Cette situation est une complication extraordinaire de plus pour Barack Obama. Sa condition d’Africain-Américain devient, dans cette occurrence un handicap potentiel d’une extraordinaire puissance après qu’elle ait été présentée comme un atout exceptionnel pour les USA. Qui ne réalise, dans des situations potentielles de conflit exacerbées à partir de la querelle qui se développe aujourd’hui, le symbolisme catastrophique de ce président Africain-Américain, qui a pour modèle Abraham Lincoln, qui pourrait apparaître pour les Sudistes comme un homme favorisant le Nord contre les intérêts du Sud, y compris les “petits Blancs” qui travaillent dans les usines Honda ou BMW de l’Alabama ou du Tennessee?

D’autre part, ne faut-il pas créditer Obama d’une surprenante prémonition en prenant Lincoln pour modèle? Mais alors, ce serait le vrai Lincoln, pas celui qui fait pâmer nos salons germanopratins; ce serait d’abord le Lincoln garant de l’unité nationale par tous les moyens, et non le Lincoln de l’émancipation des esclaves.

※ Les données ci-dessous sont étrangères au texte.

//! Team pairing: split four players on a court into two pairs.

use crate::config::{OPPONENT_REPEAT_PENALTY, PARTNER_REPEAT_PENALTY};
use crate::models::{Pair, PlayerId, PlayerStats};
use std::collections::HashMap;

/// The three ways to split four players into two pairs, as index quadruples.
const SPLITS: [[usize; 4]; 3] = [[0, 1, 2, 3], [0, 2, 1, 3], [0, 3, 1, 2]];

/// Repetition penalty of playing `pair_a` against `pair_b`, given recent history.
pub fn split_penalty(pair_a: Pair, pair_b: Pair, stats: &HashMap<PlayerId, PlayerStats>) -> u32 {
    let partner_repeats = |pair: Pair| -> u32 {
        stats
            .get(&pair[0])
            .map_or(0, |s| s.partner_count(pair[1]) as u32)
    };
    let partner_penalty = (partner_repeats(pair_a) + partner_repeats(pair_b)) * PARTNER_REPEAT_PENALTY;

    let opponent_repeats = pair_a
        .iter()
        .flat_map(|p1| pair_b.iter().map(move |p2| (*p1, *p2)))
        .filter(|(p1, p2)| stats.get(p1).is_some_and(|s| s.has_recent_opponent(*p2)))
        .count() as u32;

    partner_penalty + opponent_repeats * OPPONENT_REPEAT_PENALTY
}

/// Choose the split with the lowest repetition penalty; the first enumerated split wins ties.
pub fn pair_court(players: [PlayerId; 4], stats: &HashMap<PlayerId, PlayerStats>) -> (Pair, Pair) {
    let mut best: Option<(u32, Pair, Pair)> = None;
    for [a0, a1, b0, b1] in SPLITS {
        let pair_a = [players[a0], players[a1]];
        let pair_b = [players[b0], players[b1]];
        let penalty = split_penalty(pair_a, pair_b, stats);
        if best.map_or(true, |(p, _, _)| penalty < p) {
            best = Some((penalty, pair_a, pair_b));
        }
    }
    match best {
        Some((_, pair_a, pair_b)) => (pair_a, pair_b),
        None => ([players[0], players[1]], [players[2], players[3]]),
    }
}

#[cfg(test)]
mod tests {
    use super::*;
    use crate::logic::compute_stats;
    use crate::models::{CourtMatch, Round};

    #[test]
    fn no_history_keeps_first_split() {
        let (a, b) = pair_court([4, 3, 2, 1], &HashMap::new());
        assert_eq!(a, [4, 3]);
        assert_eq!(b, [2, 1]);
    }

    #[test]
    fn avoids_last_rounds_partners() {
        let history = vec![Round::new(1, vec![CourtMatch::new(1, [1, 2], [3, 4])], vec![])];
        let stats = compute_stats(&[1, 2, 3, 4], &history, 5);
        assert_eq!(split_penalty([1, 2], [3, 4], &stats), 10 + 4 * 2);
        assert_eq!(split_penalty([1, 3], [2, 4], &stats), 2 * 2);

        let (a, b) = pair_court([1, 2, 3, 4], &stats);
        assert_eq!(a, [1, 3]);
        assert_eq!(b, [2, 4]);
    }

    #[test]
    fn repeated_partners_weigh_more_than_once_seen() {
        let history = vec![
            Round::new(1, vec![CourtMatch::new(1, [1, 2], [3, 4])], vec![]),
            Round::new(2, vec![CourtMatch::new(1, [1, 3], [2, 4])], vec![]),
            Round::new(3, vec![CourtMatch::new(1, [1, 2], [3, 4])], vec![]),
        ];
        let stats = compute_stats(&[1, 2, 3, 4], &history, 5);
        let (a, _) = pair_court([1, 2, 3, 4], &stats);
        assert_eq!(a, [1, 4]);
    }
}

Avec le regard de l’importance historique des événements placés dans la perspective historique, l’émancipation apparaît plus comme un outil du maintien de l’unité nationale en rassemblant le Nord défaillant contre le Sud sécessionniste, que comme un acte fondateur en lui-même…

La vitesse des événements est tout simplement stupéfiante, nous ne cessons de le répéter, alors que le President-elect est encore à un gros mois de son entrée en fonction. La crise économique s’est affreusement aggravée durant les dernières semaines jusqu’à approcher la possibilité d’une dépression, voire d’une seconde “Grande Dépression”. Soudain apparaît le spectre fondamental de l’histoire des USA: la crise de l’unité nationale, toujours latente depuis les origines. Les USA sont dans une bien mauvaise situation intérieure pour conjurer ce spectre.